Lucy looked convincingly aghast for all of a second before her face fell. ‘Hugo Atkinson . . . although I now have a whole bunch of other names for him.’

‘Didn’t he like your hair?’

‘This wasn’t done for him!’ she protested, a touch too vehemently.

Tom was suddenly aware of the porter regarding their little theatre with curiosity. He paid the man off handsomely and opened the passenger door for Lucy.

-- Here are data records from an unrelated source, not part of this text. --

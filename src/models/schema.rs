use serde::Serialize;

/// Role a column plays in the dashboard, inferred from its name
#[derive(Debug, Clone, Copy, PartialEq, Eq, Serialize)]
#[serde(rename_all = "lowercase")]
pub enum ColumnRole {
    Status,
    Description,
    Group,
    Importance,
    Assignee,
    Stage,
    Other,
}

impl ColumnRole {
    pub fn as_str(&self) -> &'static str {
        match self {
            ColumnRole::Status => "status",
            ColumnRole::Description => "description",
            ColumnRole::Group => "group",
            ColumnRole::Importance => "importance",
            ColumnRole::Assignee => "assignee",
            ColumnRole::Stage => "stage",
            ColumnRole::Other => "other",
        }
    }
}

/// A detected column: its name as it appears in the source and its rendering role
#[derive(Debug, Clone, PartialEq, Eq, Serialize)]
pub struct Column {
    pub name: String,
    pub role: ColumnRole,
}

/// Detected shape of one loaded source
///
/// Built once per load by the schema detector. The role handles are
/// independent: the same column may be, say, both the status and the group
/// column if its name carries both keywords.
#[derive(Debug, Clone, Default, PartialEq, Eq, Serialize)]
pub struct Schema {
    pub columns: Vec<Column>,
    pub description: Option<String>,
    pub status: Option<String>,
    pub group: Option<String>,
    pub assignee: Option<String>,
    pub stage: Option<String>,
    pub importance: Option<String>,
}

impl Schema {
    /// Column names in first-seen order
    pub fn names(&self) -> impl Iterator<Item = &str> {
        self.columns.iter().map(|c| c.name.as_str())
    }

    /// Rendering role of a column, `Other` for unknown names
    pub fn role_of(&self, column: &str) -> ColumnRole {
        self.columns
            .iter()
            .find(|c| c.name == column)
            .map(|c| c.role)
            .unwrap_or(ColumnRole::Other)
    }

    pub fn description_column(&self) -> Option<&str> {
        self.description.as_deref()
    }

    pub fn status_column(&self) -> Option<&str> {
        self.status.as_deref()
    }

    pub fn group_column(&self) -> Option<&str> {
        self.group.as_deref()
    }

    pub fn assignee_column(&self) -> Option<&str> {
        self.assignee.as_deref()
    }

    pub fn stage_column(&self) -> Option<&str> {
        self.stage.as_deref()
    }

    pub fn importance_column(&self) -> Option<&str> {
        self.importance.as_deref()
    }
}
pub mod evaluator;
pub mod parser;

pub use evaluator::*;
pub use parser::*;
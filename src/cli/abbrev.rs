// Command abbreviation matching for the Sheetdash CLI

/// Top-level commands in Sheetdash
pub const TOP_LEVEL_COMMANDS: &[&str] = &["sources", "list", "set", "schema", "stats"];

/// Global options that take a separate value argument
const GLOBAL_VALUE_OPTIONS: &[&str] = &["--source"];

/// Find all commands that start with the given prefix (case-insensitive)
pub fn find_matching_commands<'a>(prefix: &str, commands: &'a [&str]) -> Vec<&'a str> {
    let prefix_lower = prefix.to_lowercase();
    commands
        .iter()
        .filter(|cmd| cmd.to_lowercase().starts_with(&prefix_lower))
        .copied()
        .collect()
}

/// Find a unique command match for the given prefix
///
/// Returns Ok(command) if exactly one match, Err(matches) if ambiguous,
/// Err(empty) if no match. Exact matches take precedence over prefix matches
/// ("set" matches "set" even though it is a prefix of nothing else).
pub fn find_unique_command<'a>(prefix: &str, commands: &'a [&str]) -> Result<&'a str, Vec<&'a str>> {
    let prefix_lower = prefix.to_lowercase();
    if let Some(cmd) = commands.iter().find(|cmd| cmd.to_lowercase() == prefix_lower) {
        return Ok(cmd);
    }

    let matches = find_matching_commands(prefix, commands);
    if matches.len() == 1 {
        Ok(matches[0])
    } else {
        Err(matches)
    }
}

/// Position of the command word, skipping leading global options
fn command_position(args: &[String]) -> Option<usize> {
    let mut i = 0;
    while i < args.len() {
        let arg = &args[i];
        if GLOBAL_VALUE_OPTIONS.contains(&arg.as_str()) {
            i += 2;
        } else if arg.starts_with('-') {
            i += 1;
        } else {
            return Some(i);
        }
    }
    None
}

/// Expand the command abbreviation in an argument list
/// Returns expanded args or error message
pub fn expand_command_abbreviations(mut args: Vec<String>) -> Result<Vec<String>, String> {
    let Some(pos) = command_position(&args) else {
        return Ok(args);
    };

    match find_unique_command(&args[pos], TOP_LEVEL_COMMANDS) {
        Ok(full_cmd) => {
            args[pos] = full_cmd.to_string();
            Ok(args)
        }
        // No match - let clap report the unknown command
        Err(matches) if matches.is_empty() => Ok(args),
        Err(matches) => Err(format!(
            "Ambiguous command '{}'. Did you mean one of: {}?",
            args[pos],
            matches.join(", ")
        )),
    }
}

#[cfg(test)]
mod tests {
    use super::*;

    fn args(list: &[&str]) -> Vec<String> {
        list.iter().map(|s| s.to_string()).collect()
    }

    #[test]
    fn test_find_matching_commands() {
        assert_eq!(find_matching_commands("s", TOP_LEVEL_COMMANDS), vec!["sources", "set", "schema", "stats"]);
        assert_eq!(find_matching_commands("st", TOP_LEVEL_COMMANDS), vec!["stats"]);
        assert!(find_matching_commands("x", TOP_LEVEL_COMMANDS).is_empty());
    }

    #[test]
    fn test_find_unique_command() {
        assert_eq!(find_unique_command("l", TOP_LEVEL_COMMANDS), Ok("list"));
        assert_eq!(find_unique_command("SO", TOP_LEVEL_COMMANDS), Ok("sources"));
        assert_eq!(find_unique_command("set", TOP_LEVEL_COMMANDS), Ok("set"));
        assert_eq!(find_unique_command("sc", TOP_LEVEL_COMMANDS), Ok("schema"));

        let matches = find_unique_command("s", TOP_LEVEL_COMMANDS);
        assert_eq!(matches, Err(vec!["sources", "set", "schema", "stats"]));
    }

    #[test]
    fn test_expand_command_abbreviations() {
        assert_eq!(expand_command_abbreviations(args(&["li"])), Ok(args(&["list"])));
        assert_eq!(
            expand_command_abbreviations(args(&["li", "group=Sales", "--json"])),
            Ok(args(&["list", "group=Sales", "--json"]))
        );

        let result = expand_command_abbreviations(args(&["s"]));
        assert!(matches!(result, Err(msg) if msg.contains("Ambiguous")));
    }

    #[test]
    fn test_global_source_option_is_skipped() {
        assert_eq!(
            expand_command_abbreviations(args(&["--source", "li", "sta"])),
            Ok(args(&["--source", "li", "stats"]))
        );
        assert_eq!(
            expand_command_abbreviations(args(&["--source=certeco", "li"])),
            Ok(args(&["--source=certeco", "list"]))
        );
    }

    #[test]
    fn test_unknown_and_empty_pass_through() {
        assert_eq!(expand_command_abbreviations(args(&["bogus"])), Ok(args(&["bogus"])));
        assert_eq!(expand_command_abbreviations(Vec::new()), Ok(Vec::new()));
        assert_eq!(expand_command_abbreviations(args(&["--help"])), Ok(args(&["--help"])));
    }
}
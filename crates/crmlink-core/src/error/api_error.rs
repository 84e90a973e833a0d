//! The error type returned by every webhook call.

use super::ErrorKind;

type BoxError = Box<dyn std::error::Error + Send + Sync + 'static>;

/// A failed webhook call: kind, human-readable message, HTTP status when one
/// was received, and the lower-level cause when there is one.
#[derive(Debug, thiserror::Error)]
#[error("{kind}: {message}")]
pub struct ApiError {
    kind: ErrorKind,
    message: String,
    status: Option<u16>,
    #[source]
    source: Option<BoxError>,
}

impl ApiError {
    pub fn new(kind: ErrorKind, message: impl Into<String>) -> Self {
        Self {
            kind,
            message: message.into(),
            status: None,
            source: None,
        }
    }

    /// Error for a non-2xx HTTP status.
    pub fn http(kind: ErrorKind, status: u16, message: impl Into<String>) -> Self {
        Self::new(kind, message).with_status(status)
    }

    pub fn with_status(mut self, status: u16) -> Self {
        self.status = Some(status);
        self
    }

    pub fn with_source(mut self, source: impl Into<BoxError>) -> Self {
        self.source = Some(source.into());
        self
    }

    pub fn kind(&self) -> ErrorKind {
        self.kind
    }

    pub fn message(&self) -> &str {
        &self.message
    }

    pub fn status(&self) -> Option<u16> {
        self.status
    }

    pub fn is_retryable(&self) -> bool {
        self.kind.is_retryable()
    }

    pub fn is_systemic(&self) -> bool {
        self.kind.is_systemic()
    }
}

‘You can tell me all about the bounder over lunch, but I think I might have found just the thing to help you get over him.’

‘Oh God, please, not another Italian lawyer.’

‘Francesco, I admit, proved to be something of a disappointment.’

They both laughed at the memory of the disastrous dinner last summer. Two cocktails on the terrace at Les Roches had revealed Francesco to be a pompous and pugnacious bigot, and even before their entrées had arrived he’d been making eyes at one of the waiters.

In the ordinary course of events Tom would have driven directly from the station to the old port, where a stroll along the bustling waterfront would have been followed by lunch at the Brasserie Cronstadt. That was his customary routine when guests arrived on the late-morning sleeper from Paris. But he had others plans for Lucy, and they involved driving straight to Le Lavandou, skirting the hilltop town of Hyères before dropping down through the pine forests towards the coast.